I am amazed at the people who either don't read my profile or just don't care that I'm turned off by domination. Hello? Pain slut! Sadist! Not into giving or receiving humiliation or (shudder) lactation or being called girl. But I have talked to some very nice, smart people.

Thank you to the people who can put an intelligent sentence together, to those of you who've read my blog, to those of you who respect my definition of MY kink. And if my definition doesn't match yours, I wish you the best of luck in your search.

5/6/2010 4:55:03 PM
Much better. These pics were taken in May '10.

5/6/2010 9:13:12 AM
I need a more updated photo. My hair is lighter and I have bangs now. All the better to hide my "reclining forehead." By the way, if you want to strike up a pleasant conversation, commenting on my huge expanse of forehead (as did the tool who called it "reclining") probably isn't the best way to go.

5/5/2010 3:51:56 PM
I have admirers! How cool is that? Hello. I have an almost irresistible urge to ask why but that seems as if I'd be fishing for compliments.

5/4/2010 2:17:21 PM
I'm far from perfect, and I see that there isn't a spell check option here, but jeezus people, maybe some of you should consider writing your profiles and emails in Word before posting and sending them. I'm embarrassed for you! I'm sure that makes me sound like a snob and I suppose, in some respects, I am. I don't care if you aren't the greatest speller, but I don't care for people who are too lazy to take the steps to improve themselves (or the image they present, as the case may be).

5/3/2010 8:55:22 PM
Curious about me?
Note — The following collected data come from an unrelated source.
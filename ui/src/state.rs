//! State owned by the two fetch hooks.
//!
//! Each hook keeps its state in a reducer and remembers the ticket of the
//! request it issued last. A response is committed only when the ticket it
//! was issued with is still current, so a slow response for an older request
//! can never overwrite the state of a newer one. Tickets carry a generation,
//! which tells apart two requests for the same query or id.

use payloads::{MovieDetails, MovieId, SearchPage, SearchQuery, SearchResultItem};
use std::cell::{Cell, RefCell};
use std::rc::Rc;
use yew::prelude::*;

/// One issued request: what was asked for and when.
#[derive(Debug, Clone, PartialEq, Eq)]
pub struct Ticket<K> {
    pub key: K,
    /// Starts at 1 and grows with every request a tracker issues
    pub generation: u64,
}

/// Ticket of the request a hook is currently waiting on.
#[derive(Debug)]
pub struct RequestTracker<K> {
    current: RefCell<Option<Ticket<K>>>,
    issued: Cell<u64>,
}

impl<K> Default for RequestTracker<K> {
    fn default() -> Self {
        Self {
            current: RefCell::new(None),
            issued: Cell::new(0),
        }
    }
}

impl<K: Clone + PartialEq> RequestTracker<K> {
    /// Mark a request for `key` as current, superseding every earlier one,
    /// including earlier requests for the same key.
    pub fn issue(&self, key: K) -> Ticket<K> {
        let generation = self.issued.get() + 1;
        self.issued.set(generation);
        let ticket = Ticket { key, generation };
        *self.current.borrow_mut() = Some(ticket.clone());
        ticket
    }

    pub fn clear(&self) {
        *self.current.borrow_mut() = None;
    }

    pub fn is_current(&self, ticket: &Ticket<K>) -> bool {
        self.current.borrow().as_ref() == Some(ticket)
    }

    pub fn current(&self) -> Option<K> {
        self.current
            .borrow()
            .as_ref()
            .map(|ticket| ticket.key.clone())
    }
}

/// Values for the caller's "no results" and "search error" flags after a
/// search resolves. The two are never both set.
#[derive(Debug, Clone, Copy, PartialEq, Eq)]
pub struct SearchFlags {
    pub no_results: bool,
    pub error: bool,
}

impl SearchFlags {
    pub fn from_outcome(outcome: &Result<SearchPage, String>) -> Self {
        match outcome {
            Ok(page) if page.is_empty() => Self {
                no_results: true,
                error: false,
            },
            Ok(_) => Self {
                no_results: false,
                error: false,
            },
            Err(_) => Self {
                no_results: false,
                error: true,
            },
        }
    }
}

#[derive(Debug, Clone, Default, PartialEq)]
pub struct SearchState {
    /// Query of the latest request, `None` when idle with no query
    pub query: Option<SearchQuery>,
    /// Generation of the latest request, 0 when none was issued
    pub generation: u64,
    pub is_loading: bool,
    pub results: Vec<SearchResultItem>,
    pub page_count: u32,
}

impl SearchState {
    fn is_waiting_on(&self, ticket: &Ticket<SearchQuery>) -> bool {
        self.generation == ticket.generation
            && self.query.as_ref() == Some(&ticket.key)
    }
}

pub enum SearchAction {
    Clear,
    Begin(Ticket<SearchQuery>),
    Resolve {
        ticket: Ticket<SearchQuery>,
        outcome: Result<SearchPage, String>,
    },
}

impl Reducible for SearchState {
    type Action = SearchAction;

    fn reduce(self: Rc<Self>, action: Self::Action) -> Rc<Self> {
        match action {
            SearchAction::Clear => Rc::new(SearchState::default()),
            SearchAction::Begin(ticket) => Rc::new(SearchState {
                query: Some(ticket.key),
                generation: ticket.generation,
                is_loading: true,
                ..(*self).clone()
            }),
            SearchAction::Resolve { ticket, outcome } => {
                if !self.is_waiting_on(&ticket) {
                    tracing::debug!(
                        query = ?ticket.key,
                        generation = ticket.generation,
                        "discarding stale search response"
                    );
                    return self;
                }
                let (results, page_count) = match outcome {
                    Ok(page) if page.is_empty() => (Vec::new(), 0),
                    Ok(page) => (page.results, page.page_count),
                    Err(_) => (Vec::new(), 0),
                };
                Rc::new(SearchState {
                    query: Some(ticket.key),
                    generation: ticket.generation,
                    is_loading: false,
                    results,
                    page_count,
                })
            }
        }
    }
}

#[derive(Debug, Clone, Default, PartialEq)]
pub struct DetailsState {
    /// Identifier of the latest request, `None` when nothing is selected
    pub movie_id: Option<MovieId>,
    /// Generation of the latest request, 0 when none was issued
    pub generation: u64,
    pub is_loading: bool,
    pub details: MovieDetails,
    /// The latest request failed; details are empty
    pub failed: bool,
}

pub enum DetailsAction {
    Clear,
    Begin(Ticket<MovieId>),
    Resolve {
        ticket: Ticket<MovieId>,
        outcome: Result<MovieDetails, String>,
    },
}

impl DetailsState {
    /// Whether selecting `movie_id` should issue a new request.
    ///
    /// The empty id never does, and neither does the id already requested.
    pub fn needs_fetch(&self, movie_id: &MovieId) -> bool {
        !movie_id.is_empty() && self.movie_id.as_ref() != Some(movie_id)
    }

    fn is_waiting_on(&self, ticket: &Ticket<MovieId>) -> bool {
        self.generation == ticket.generation
            && self.movie_id.as_ref() == Some(&ticket.key)
    }
}

impl Reducible for DetailsState {
    type Action = DetailsAction;

    fn reduce(self: Rc<Self>, action: Self::Action) -> Rc<Self> {
        match action {
            DetailsAction::Clear => Rc::new(DetailsState::default()),
            DetailsAction::Begin(ticket) => Rc::new(DetailsState {
                movie_id: Some(ticket.key),
                generation: ticket.generation,
                is_loading: true,
                details: MovieDetails::default(),
                failed: false,
            }),
            DetailsAction::Resolve { ticket, outcome } => {
                if !self.is_waiting_on(&ticket) {
                    tracing::debug!(
                        movie_id = %ticket.key,
                        generation = ticket.generation,
                        "discarding stale details response"
                    );
                    return self;
                }
                let (details, failed) = match outcome {
                    Ok(details) => (details, false),
                    Err(_) => (MovieDetails::default(), true),
                };
                Rc::new(DetailsState {
                    movie_id: Some(ticket.key),
                    generation: ticket.generation,
                    is_loading: false,
                    details,
                    failed,
                })
            }
        }
    }
}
Here's a link to my blog: http://virtualslut.blogspot.com/2010/03/how-cybersex-saved-my-life.html

5/3/2010 8:28:05 PM
Four years since I've been on this site. Hello again, friends.

10/2/2006 3:23:55 PM
Wahoo! I spent the weekend camping with a bunch of wild women! BDSM wild women! I'm black and blue all over -- aching and loving it! My gf went too and had a great time. I'm pleased to announce that I'm no longer a frustrated bisexual. Today I'm quite satisfied (nudge, nudge, wink, wink) and intend to stay that way. So, congratulations are in order!

9/12/2006 6:30:31 PM
I am absolutely certain I'm bisexual! Positive. No doubt. And yet I've been dating this terrific woman for months now and have yet to, er, get my nose wet. (That's how my husband puts it when he's needling me.) Talk about performance anxiety. I do have a plan though. We are going camping together at the end of this month with a bunch of SM lesbians who are going to help me find the, um, cojones to take the next step. Jesus, I'm an embarassment to lesbians everywhere. I love to wear my strap on but the idea of actually using it scares me shitless. LOL Life is so weird.

7/16/2006 4:31:42 PM
No entries since April? Shame on me. I should be punished!! I did get a rather pornographic photo from a woman. The full spread if you get my meaning. Since I'm a nurse all I could think was, 'A little betadine and she's ready for a hysterectomy.' Send me a Georgia O'Keefe flower and a few well chosen words if you really want to get my mind to there but please, no crotch shots.
So I'm dating a woman that's on collar me. . .smart, cute, funny and as inexperienced as I am. That has it's good and bad sides. She's not going to be comparing me to past lovers. On the other hand I find myself lacking in the, er, um, bravery to take certain steps. Seriously, you build something up in your mind for 25+ years and there is a certain trepidation involved in making the image a reality. You get me?

4/21/2006 9:49:22 PM
I don't have any deep thoughts to share this evening. Feeling a little down because I was flirting with someone onsite who had some personal issues going on and I didn't know. I felt like an idiot when I found out, coming on strong for some cyber flirt when all this heavy stuff was going down. On the lighter side, real life is going extremely well! I'm seeing the lovely, charming and witty woman mentioned in my previous entry. Things are developing slowly and naturally but a delicious momentum is building. I am delighted and believe she feels much the same way. I look forward to each time we meet with more anticipation. . .

4/1/2006 5:14:48 PM
Ms. Stunning seems to have disappeared off the face of the earth. On Monday we made a lunch date for Thursday and on Thursday she didn't answer her phones or email. Odd. If I was the type to question myself or writhe in self-pity I would assume it was me. BUT I'm a mentally healthy and relatively attractive woman and so I have to guess she had something else going on in her life (or she was the victim of a tragic crime) and so couldn't get back to me. I very much hope it was the first instance rather than the second because she was a nice person and I don't wish ill on her.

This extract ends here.